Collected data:
# # # # #
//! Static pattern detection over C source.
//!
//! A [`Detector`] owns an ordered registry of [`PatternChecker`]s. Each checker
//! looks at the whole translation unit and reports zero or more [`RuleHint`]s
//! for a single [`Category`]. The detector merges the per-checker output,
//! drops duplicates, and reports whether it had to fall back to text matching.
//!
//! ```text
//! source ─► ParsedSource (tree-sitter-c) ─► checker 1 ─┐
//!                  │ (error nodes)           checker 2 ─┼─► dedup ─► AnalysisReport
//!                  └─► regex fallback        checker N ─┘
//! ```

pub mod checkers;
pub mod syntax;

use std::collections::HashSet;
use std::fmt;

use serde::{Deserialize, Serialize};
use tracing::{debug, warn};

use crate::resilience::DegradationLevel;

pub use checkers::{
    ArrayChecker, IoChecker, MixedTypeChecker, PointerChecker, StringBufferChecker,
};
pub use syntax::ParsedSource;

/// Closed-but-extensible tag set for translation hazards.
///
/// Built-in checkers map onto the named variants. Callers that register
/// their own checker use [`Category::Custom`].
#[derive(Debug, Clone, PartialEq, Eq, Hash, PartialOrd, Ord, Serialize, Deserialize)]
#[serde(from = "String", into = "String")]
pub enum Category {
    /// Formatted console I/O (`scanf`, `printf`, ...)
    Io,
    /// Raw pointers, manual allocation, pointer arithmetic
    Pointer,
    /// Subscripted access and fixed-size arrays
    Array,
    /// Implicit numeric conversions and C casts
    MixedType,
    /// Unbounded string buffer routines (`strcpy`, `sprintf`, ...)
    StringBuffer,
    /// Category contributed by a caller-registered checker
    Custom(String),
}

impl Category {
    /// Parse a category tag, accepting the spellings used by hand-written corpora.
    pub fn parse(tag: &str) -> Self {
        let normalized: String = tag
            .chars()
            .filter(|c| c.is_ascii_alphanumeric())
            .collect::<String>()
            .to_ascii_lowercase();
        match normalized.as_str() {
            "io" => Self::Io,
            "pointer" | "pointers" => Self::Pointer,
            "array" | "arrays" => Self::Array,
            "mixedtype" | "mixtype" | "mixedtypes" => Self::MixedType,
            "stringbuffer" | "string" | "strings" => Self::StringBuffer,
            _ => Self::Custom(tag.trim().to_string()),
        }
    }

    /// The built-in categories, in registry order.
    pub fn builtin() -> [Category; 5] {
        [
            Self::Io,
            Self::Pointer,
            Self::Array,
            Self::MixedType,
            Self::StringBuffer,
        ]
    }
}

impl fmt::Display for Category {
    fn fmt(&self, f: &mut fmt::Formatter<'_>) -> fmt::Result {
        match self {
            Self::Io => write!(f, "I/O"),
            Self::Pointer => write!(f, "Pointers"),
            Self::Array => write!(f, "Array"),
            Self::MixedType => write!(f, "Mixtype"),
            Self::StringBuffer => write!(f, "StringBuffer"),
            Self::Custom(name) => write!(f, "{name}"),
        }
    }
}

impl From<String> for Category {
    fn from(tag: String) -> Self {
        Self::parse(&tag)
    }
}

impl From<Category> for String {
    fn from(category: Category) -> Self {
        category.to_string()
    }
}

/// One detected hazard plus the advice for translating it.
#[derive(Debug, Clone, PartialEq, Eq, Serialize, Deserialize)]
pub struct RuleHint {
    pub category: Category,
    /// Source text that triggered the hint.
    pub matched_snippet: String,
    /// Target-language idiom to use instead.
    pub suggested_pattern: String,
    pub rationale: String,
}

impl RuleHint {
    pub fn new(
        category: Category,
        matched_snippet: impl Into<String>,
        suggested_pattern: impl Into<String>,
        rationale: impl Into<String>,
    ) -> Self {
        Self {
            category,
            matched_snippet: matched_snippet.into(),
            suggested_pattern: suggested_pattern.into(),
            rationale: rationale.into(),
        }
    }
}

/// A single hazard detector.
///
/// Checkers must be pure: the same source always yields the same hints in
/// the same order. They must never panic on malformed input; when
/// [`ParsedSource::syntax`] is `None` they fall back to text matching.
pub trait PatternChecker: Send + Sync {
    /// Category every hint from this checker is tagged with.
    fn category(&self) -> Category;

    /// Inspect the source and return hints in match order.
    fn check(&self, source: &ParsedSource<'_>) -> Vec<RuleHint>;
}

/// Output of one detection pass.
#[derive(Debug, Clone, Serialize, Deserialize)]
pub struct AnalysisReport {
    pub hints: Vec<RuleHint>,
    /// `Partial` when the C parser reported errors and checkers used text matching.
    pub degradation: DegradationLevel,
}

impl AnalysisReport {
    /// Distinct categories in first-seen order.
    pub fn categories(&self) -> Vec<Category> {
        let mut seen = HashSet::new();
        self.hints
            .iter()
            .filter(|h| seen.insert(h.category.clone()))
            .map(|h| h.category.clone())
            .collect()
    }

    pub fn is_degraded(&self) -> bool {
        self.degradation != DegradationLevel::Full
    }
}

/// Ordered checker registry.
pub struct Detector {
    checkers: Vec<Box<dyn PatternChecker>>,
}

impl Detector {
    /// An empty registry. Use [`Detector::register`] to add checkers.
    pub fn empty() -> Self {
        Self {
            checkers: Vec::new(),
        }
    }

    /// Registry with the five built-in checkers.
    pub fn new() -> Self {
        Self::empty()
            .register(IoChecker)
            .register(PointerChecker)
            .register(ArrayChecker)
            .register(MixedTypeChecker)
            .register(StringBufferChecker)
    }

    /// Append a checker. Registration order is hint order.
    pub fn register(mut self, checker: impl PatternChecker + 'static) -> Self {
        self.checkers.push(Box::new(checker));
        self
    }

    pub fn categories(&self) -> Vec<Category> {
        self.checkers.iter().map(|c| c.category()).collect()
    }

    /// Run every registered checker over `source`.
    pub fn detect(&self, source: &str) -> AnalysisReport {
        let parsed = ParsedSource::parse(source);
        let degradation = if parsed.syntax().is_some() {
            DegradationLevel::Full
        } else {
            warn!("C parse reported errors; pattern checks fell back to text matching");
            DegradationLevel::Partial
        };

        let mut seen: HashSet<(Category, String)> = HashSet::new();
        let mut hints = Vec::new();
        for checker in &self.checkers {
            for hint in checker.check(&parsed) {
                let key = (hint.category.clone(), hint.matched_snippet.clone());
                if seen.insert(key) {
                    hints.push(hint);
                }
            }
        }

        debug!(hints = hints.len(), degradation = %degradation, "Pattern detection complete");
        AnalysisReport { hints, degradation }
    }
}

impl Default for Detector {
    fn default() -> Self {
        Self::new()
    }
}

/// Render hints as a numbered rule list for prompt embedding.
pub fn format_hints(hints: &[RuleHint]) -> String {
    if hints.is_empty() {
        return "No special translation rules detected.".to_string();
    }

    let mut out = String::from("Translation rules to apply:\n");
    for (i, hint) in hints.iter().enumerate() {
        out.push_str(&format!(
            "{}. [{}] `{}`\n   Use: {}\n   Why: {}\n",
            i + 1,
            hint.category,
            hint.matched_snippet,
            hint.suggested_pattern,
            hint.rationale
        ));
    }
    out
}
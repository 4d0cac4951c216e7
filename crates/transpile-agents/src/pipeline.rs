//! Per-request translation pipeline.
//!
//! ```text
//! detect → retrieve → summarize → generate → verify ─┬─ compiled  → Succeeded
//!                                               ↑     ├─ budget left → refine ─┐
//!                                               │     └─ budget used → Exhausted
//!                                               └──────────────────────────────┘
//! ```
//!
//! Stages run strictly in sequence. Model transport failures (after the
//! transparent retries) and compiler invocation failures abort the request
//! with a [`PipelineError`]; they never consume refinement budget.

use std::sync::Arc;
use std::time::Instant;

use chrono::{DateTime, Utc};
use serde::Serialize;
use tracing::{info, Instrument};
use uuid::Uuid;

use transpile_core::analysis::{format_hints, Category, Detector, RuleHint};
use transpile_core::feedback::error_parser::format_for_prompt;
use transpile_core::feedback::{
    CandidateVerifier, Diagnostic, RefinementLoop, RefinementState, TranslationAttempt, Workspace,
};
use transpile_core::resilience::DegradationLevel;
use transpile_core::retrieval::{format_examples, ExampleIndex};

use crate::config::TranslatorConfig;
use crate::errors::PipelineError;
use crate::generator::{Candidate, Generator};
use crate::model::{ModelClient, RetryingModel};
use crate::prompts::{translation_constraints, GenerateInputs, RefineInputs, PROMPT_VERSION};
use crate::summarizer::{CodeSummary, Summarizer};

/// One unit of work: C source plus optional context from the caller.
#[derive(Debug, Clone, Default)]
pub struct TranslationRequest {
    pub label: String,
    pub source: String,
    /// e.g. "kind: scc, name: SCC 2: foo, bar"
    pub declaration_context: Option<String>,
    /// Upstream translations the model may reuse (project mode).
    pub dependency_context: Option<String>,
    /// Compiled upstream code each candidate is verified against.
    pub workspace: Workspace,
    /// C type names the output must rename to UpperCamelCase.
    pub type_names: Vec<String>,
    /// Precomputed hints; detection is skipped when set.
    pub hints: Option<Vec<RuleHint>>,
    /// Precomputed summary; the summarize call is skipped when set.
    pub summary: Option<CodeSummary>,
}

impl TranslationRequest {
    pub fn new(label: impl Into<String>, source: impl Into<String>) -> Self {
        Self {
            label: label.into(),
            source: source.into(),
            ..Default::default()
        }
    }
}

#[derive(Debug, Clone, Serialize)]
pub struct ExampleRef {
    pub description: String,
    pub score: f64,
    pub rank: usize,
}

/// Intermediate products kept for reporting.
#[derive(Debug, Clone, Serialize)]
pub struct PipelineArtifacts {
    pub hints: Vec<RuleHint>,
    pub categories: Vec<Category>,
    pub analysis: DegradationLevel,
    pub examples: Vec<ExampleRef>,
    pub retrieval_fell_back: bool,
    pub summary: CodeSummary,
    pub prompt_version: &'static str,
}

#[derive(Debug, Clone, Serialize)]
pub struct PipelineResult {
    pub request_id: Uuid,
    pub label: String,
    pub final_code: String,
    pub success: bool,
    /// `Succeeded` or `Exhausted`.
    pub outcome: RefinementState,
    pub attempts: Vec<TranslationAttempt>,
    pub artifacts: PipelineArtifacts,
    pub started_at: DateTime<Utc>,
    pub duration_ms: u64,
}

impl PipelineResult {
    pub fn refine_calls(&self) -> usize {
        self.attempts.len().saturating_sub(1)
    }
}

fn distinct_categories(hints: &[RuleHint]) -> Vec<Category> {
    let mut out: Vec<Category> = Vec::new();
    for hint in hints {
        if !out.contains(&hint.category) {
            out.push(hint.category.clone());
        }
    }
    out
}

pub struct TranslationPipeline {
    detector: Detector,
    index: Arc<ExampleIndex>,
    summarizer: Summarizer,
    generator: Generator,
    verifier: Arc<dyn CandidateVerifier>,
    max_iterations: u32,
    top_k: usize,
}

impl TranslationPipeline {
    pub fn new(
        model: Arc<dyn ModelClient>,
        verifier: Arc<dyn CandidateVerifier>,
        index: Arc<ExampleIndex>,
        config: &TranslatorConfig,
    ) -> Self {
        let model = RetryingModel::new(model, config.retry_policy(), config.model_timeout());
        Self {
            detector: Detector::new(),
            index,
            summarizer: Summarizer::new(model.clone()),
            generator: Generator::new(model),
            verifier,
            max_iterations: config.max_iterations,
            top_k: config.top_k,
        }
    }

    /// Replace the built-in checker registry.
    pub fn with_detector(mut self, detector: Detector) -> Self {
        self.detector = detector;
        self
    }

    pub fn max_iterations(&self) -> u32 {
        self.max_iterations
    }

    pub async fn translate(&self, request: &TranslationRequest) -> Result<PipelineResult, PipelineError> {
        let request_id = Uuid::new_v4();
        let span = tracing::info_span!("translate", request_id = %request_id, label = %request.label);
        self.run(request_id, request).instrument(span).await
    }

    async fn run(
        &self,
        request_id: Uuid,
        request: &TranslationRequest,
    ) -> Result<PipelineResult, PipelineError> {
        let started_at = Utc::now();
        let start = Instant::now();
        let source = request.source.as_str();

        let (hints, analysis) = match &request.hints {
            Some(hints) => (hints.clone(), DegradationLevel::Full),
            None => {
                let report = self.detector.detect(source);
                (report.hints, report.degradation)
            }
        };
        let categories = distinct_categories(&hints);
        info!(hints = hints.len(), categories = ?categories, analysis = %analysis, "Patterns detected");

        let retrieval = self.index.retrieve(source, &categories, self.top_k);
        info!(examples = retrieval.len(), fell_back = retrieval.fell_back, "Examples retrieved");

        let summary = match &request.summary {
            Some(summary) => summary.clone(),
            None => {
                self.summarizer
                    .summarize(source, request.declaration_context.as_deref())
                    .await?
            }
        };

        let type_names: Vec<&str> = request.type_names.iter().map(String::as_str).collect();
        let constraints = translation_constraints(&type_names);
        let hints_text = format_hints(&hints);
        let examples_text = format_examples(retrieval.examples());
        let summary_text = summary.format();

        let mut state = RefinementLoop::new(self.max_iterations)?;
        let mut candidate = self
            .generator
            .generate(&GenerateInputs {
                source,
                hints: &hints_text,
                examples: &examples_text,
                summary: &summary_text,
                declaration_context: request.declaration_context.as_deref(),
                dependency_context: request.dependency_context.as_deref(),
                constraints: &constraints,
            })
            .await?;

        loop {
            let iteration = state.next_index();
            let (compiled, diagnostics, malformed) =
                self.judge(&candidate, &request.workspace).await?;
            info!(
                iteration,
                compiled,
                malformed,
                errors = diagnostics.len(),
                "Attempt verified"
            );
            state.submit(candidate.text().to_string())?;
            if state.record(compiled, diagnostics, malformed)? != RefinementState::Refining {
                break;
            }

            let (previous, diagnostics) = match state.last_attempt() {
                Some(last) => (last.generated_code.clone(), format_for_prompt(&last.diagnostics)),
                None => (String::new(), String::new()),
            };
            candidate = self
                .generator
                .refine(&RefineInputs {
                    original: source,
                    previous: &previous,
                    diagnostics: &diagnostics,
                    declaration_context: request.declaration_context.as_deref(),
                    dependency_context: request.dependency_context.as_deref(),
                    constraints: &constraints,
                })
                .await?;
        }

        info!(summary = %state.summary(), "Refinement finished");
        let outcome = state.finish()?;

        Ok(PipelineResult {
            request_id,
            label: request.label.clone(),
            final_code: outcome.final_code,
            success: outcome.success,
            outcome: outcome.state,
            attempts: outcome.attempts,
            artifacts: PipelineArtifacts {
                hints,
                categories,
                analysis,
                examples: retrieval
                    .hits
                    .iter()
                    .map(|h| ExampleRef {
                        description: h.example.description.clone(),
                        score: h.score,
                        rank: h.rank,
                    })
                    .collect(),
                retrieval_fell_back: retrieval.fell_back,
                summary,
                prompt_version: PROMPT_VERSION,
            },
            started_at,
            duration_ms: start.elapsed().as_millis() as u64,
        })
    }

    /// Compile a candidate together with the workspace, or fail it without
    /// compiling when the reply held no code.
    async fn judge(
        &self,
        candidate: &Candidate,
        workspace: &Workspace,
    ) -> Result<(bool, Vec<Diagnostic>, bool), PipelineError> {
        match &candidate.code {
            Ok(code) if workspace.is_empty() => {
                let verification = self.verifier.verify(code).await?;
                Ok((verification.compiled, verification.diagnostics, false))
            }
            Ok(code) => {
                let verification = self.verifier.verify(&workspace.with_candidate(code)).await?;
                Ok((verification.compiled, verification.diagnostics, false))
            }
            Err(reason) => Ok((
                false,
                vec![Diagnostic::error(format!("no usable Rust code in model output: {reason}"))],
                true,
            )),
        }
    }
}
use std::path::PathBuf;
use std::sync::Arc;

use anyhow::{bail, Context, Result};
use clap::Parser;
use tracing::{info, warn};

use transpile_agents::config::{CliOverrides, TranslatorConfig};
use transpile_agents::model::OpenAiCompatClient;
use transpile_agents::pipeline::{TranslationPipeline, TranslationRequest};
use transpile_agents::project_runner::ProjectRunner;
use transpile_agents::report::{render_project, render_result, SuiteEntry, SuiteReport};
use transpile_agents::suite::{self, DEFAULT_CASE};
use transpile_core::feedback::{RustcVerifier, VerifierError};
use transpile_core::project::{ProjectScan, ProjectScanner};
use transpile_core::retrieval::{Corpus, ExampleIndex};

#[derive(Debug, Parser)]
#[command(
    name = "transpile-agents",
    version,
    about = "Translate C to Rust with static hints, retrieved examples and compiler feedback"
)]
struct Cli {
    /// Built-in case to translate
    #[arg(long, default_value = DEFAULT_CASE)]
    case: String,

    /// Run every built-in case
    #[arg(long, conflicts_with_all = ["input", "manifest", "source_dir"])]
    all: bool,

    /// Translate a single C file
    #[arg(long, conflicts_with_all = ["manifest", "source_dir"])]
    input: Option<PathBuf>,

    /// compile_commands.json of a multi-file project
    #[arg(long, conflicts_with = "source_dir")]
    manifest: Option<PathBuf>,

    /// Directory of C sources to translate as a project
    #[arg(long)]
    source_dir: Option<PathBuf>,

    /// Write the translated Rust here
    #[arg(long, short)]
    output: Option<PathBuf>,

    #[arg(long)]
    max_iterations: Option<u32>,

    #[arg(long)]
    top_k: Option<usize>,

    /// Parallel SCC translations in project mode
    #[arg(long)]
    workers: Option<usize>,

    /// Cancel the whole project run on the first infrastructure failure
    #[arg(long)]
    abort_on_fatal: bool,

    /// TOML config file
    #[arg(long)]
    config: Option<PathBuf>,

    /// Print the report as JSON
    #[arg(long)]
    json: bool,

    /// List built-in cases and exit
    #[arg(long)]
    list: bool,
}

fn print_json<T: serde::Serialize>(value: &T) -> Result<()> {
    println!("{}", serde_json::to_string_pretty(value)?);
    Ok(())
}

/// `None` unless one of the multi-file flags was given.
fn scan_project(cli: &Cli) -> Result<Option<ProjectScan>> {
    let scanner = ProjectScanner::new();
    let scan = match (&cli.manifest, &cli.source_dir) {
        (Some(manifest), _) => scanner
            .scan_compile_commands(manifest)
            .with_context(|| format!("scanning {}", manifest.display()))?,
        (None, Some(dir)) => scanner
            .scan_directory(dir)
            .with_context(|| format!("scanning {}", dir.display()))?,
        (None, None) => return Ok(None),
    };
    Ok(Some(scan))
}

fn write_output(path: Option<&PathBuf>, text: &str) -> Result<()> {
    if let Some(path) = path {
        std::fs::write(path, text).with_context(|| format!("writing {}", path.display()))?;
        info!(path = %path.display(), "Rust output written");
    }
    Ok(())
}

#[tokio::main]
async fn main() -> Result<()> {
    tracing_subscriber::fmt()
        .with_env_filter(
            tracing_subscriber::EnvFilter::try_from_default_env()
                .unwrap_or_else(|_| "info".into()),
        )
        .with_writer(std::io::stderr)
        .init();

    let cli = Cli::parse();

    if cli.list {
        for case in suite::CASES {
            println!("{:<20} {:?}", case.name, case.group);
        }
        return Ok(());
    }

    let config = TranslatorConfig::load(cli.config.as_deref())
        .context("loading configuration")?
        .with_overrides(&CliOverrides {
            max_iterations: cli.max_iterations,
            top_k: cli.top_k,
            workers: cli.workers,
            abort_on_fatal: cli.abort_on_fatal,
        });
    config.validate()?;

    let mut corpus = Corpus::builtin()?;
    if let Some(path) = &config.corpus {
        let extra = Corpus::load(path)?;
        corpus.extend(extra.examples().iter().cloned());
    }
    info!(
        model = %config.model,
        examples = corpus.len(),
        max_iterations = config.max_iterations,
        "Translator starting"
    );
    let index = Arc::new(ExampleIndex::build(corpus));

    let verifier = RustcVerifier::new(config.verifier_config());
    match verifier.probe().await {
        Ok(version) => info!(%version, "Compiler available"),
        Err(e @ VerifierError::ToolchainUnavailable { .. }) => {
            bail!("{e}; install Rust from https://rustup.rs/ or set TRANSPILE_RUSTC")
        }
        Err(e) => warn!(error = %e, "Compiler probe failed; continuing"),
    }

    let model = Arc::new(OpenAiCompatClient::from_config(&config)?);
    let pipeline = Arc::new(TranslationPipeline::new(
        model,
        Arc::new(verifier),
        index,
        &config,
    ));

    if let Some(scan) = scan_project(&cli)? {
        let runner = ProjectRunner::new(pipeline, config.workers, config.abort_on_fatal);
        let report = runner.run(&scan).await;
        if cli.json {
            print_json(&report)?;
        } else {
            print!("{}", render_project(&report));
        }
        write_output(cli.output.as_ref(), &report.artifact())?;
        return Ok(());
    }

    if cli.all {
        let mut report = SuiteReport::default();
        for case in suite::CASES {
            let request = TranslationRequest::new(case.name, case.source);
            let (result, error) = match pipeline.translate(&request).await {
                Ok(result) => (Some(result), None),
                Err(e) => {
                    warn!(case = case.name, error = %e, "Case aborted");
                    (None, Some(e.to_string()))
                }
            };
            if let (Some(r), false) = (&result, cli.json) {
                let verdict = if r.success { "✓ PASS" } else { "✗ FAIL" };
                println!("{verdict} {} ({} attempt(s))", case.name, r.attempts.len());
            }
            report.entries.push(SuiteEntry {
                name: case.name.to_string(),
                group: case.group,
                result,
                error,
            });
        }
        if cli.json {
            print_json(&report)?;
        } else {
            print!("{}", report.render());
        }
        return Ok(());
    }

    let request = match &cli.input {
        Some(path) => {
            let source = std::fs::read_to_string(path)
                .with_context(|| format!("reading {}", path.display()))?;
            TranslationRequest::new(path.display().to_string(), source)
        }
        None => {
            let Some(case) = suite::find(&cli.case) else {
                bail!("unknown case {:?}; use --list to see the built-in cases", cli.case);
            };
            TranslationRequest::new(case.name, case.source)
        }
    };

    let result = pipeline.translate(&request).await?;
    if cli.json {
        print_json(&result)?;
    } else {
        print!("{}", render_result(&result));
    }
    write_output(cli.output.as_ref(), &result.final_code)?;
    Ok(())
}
# # # # #
* Required work
Check each line of the entries above for the string "description", and return those that contain it.

* Output of the task
    pub description: String,
                        description: h.example.description.clone(),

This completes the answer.